━━━━━ INFORMATION GIVEN

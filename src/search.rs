//! Queries over the stored record set.
//!
//! Readers look articles up by free text, by document type (`hotărâre`,
//! `ordonanță`, ...) and by subject. Every comparison ignores case and
//! diacritics, so `scoala` finds `Școala` and `ordonanta` finds `ORDONANŢĂ`.
//!
//! The [`Glossary`] finds the legal terms an article mentions so they can be
//! explained next to it.

use crate::config::LegalTerm;
use crate::models::Record;
use itertools::Itertools;
use serde::Serialize;

/// Strip the diacritics found in Romanian text and common loanwords.
///
/// # Examples
///
/// ```ignore
/// assert_eq!(remove_diacritics("Școală și țară"), "Scoala si tara");
/// ```
pub fn remove_diacritics(text: &str) -> String {
    text.chars()
        .map(|c| match c {
            'ă' | 'â' | 'á' | 'à' => 'a',
            'î' | 'í' | 'ì' => 'i',
            'ș' | 'ş' | 'ś' => 's',
            'ț' | 'ţ' | 'ť' => 't',
            'ó' | 'ò' | 'ô' => 'o',
            'é' | 'è' | 'ê' => 'e',
            'ú' | 'ù' | 'û' => 'u',
            'ń' | 'ň' => 'n',
            'ć' | 'č' => 'c',
            'ř' => 'r',
            'ď' => 'd',
            'ľ' => 'l',
            'ž' => 'z',
            'Ă' | 'Â' | 'Á' | 'À' => 'A',
            'Î' | 'Í' | 'Ì' => 'I',
            'Ș' | 'Ş' | 'Ś' => 'S',
            'Ț' | 'Ţ' | 'Ť' => 'T',
            'Ó' | 'Ò' | 'Ô' => 'O',
            'É' | 'È' | 'Ê' => 'E',
            'Ú' | 'Ù' | 'Û' => 'U',
            'Ń' | 'Ň' => 'N',
            'Ć' | 'Č' => 'C',
            'Ř' => 'R',
            'Ď' => 'D',
            'Ľ' => 'L',
            'Ž' => 'Z',
            other => other,
        })
        .collect()
}

/// Lowercased, diacritic-free form used for every comparison.
fn fold(text: &str) -> String {
    remove_diacritics(&text.to_lowercase())
}

/// Filter over stored records. Unset criteria match everything.
#[derive(Debug, Clone, Default, PartialEq, Eq)]
pub struct ArticleQuery {
    term: Option<String>,
    document_type: Option<String>,
    subject: Option<String>,
}

impl ArticleQuery {
    /// Build a query; empty values and `all` leave a criterion unset.
    pub fn new(term: Option<&str>, document_type: Option<&str>, subject: Option<&str>) -> Self {
        Self {
            term: criterion(term, false),
            document_type: criterion(document_type, true),
            subject: criterion(subject, true),
        }
    }

    pub fn is_empty(&self) -> bool {
        self.term.is_none() && self.document_type.is_none() && self.subject.is_none()
    }

    /// Whether `record` satisfies every set criterion.
    ///
    /// - term: title, raw or simplified text contains it
    /// - document type: title or raw text contains it
    /// - subject: the category key equals it, or title or raw text contains it
    pub fn matches(&self, record: &Record) -> bool {
        let title = fold(&record.title);
        let raw = fold(&record.raw_content);

        let term_ok = self.term.as_deref().is_none_or(|t| {
            title.contains(t) || raw.contains(t) || fold(&record.simplified_content).contains(t)
        });
        let type_ok = self
            .document_type
            .as_deref()
            .is_none_or(|t| title.contains(t) || raw.contains(t));
        let subject_ok = self
            .subject
            .as_deref()
            .is_none_or(|s| fold(&record.category) == s || title.contains(s) || raw.contains(s));

        term_ok && type_ok && subject_ok
    }
}

fn criterion(value: Option<&str>, allow_all: bool) -> Option<String> {
    let value = value?.trim();
    if value.is_empty() || (allow_all && value.eq_ignore_ascii_case("all")) {
        return None;
    }
    Some(fold(value))
}

/// Records matching `query`, in store order.
pub fn filter_records<'r>(records: &'r [Record], query: &ArticleQuery) -> Vec<&'r Record> {
    records.iter().filter(|r| query.matches(r)).collect()
}

/// Legal-term lookup built from the configured glossary.
#[derive(Debug)]
pub struct Glossary<'a> {
    /// Longest term first, with its folded form.
    terms: Vec<(&'a LegalTerm, String)>,
}

impl<'a> Glossary<'a> {
    pub fn new(terms: &'a [LegalTerm]) -> Self {
        Self {
            terms: terms
                .iter()
                .map(|t| (t, fold(&t.term)))
                .sorted_by_key(|(_, folded)| std::cmp::Reverse(folded.chars().count()))
                .collect(),
        }
    }

    /// Explanation of `term`, ignoring case and diacritics.
    pub fn explain(&self, term: &str) -> Option<&'a LegalTerm> {
        let wanted = fold(term.trim());
        self.terms
            .iter()
            .find(|(_, folded)| *folded == wanted)
            .map(|(t, _)| *t)
    }

    /// Terms mentioned in `text`, longest first.
    ///
    /// Text claimed by a longer term is not matched again by a shorter one, so
    /// `hotărâre de guvern` does not also report `hotărâre`.
    pub fn terms_in(&self, text: &str) -> Vec<&'a LegalTerm> {
        let mut remaining = fold(text);
        let mut found = Vec::new();
        for (term, folded) in &self.terms {
            if remaining.contains(folded.as_str()) {
                found.push(*term);
                remaining = remaining.replace(folded.as_str(), "\u{0}");
            }
        }
        found
    }
}

/// One search result as printed by the CLI.
#[derive(Debug, Serialize)]
#[serde(rename_all = "camelCase")]
pub struct SearchHit<'a> {
    #[serde(flatten)]
    pub record: &'a Record,
    pub legal_terms: Vec<&'a LegalTerm>,
}

/// Run `query` over `records` and attach the legal terms of each hit.
pub fn search<'a>(records: &'a [Record], query: &ArticleQuery, glossary: &Glossary<'a>) -> Vec<SearchHit<'a>> {
    filter_records(records, query)
        .into_iter()
        .map(|record| SearchHit {
            record,
            legal_terms: glossary.terms_in(&format!("{} {}", record.title, record.raw_content)),
        })
        .collect()
}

━━━━━━━━━━

Lines with "String": return each one from the data above.

OUTPUT BELOW:
pub fn remove_diacritics(text: &str) -> String {
fn fold(text: &str) -> String {
    term: Option<String>,
    document_type: Option<String>,
    subject: Option<String>,
fn criterion(value: Option<&str>, allow_all: bool) -> Option<String> {
    terms: Vec<(&'a LegalTerm, String)>,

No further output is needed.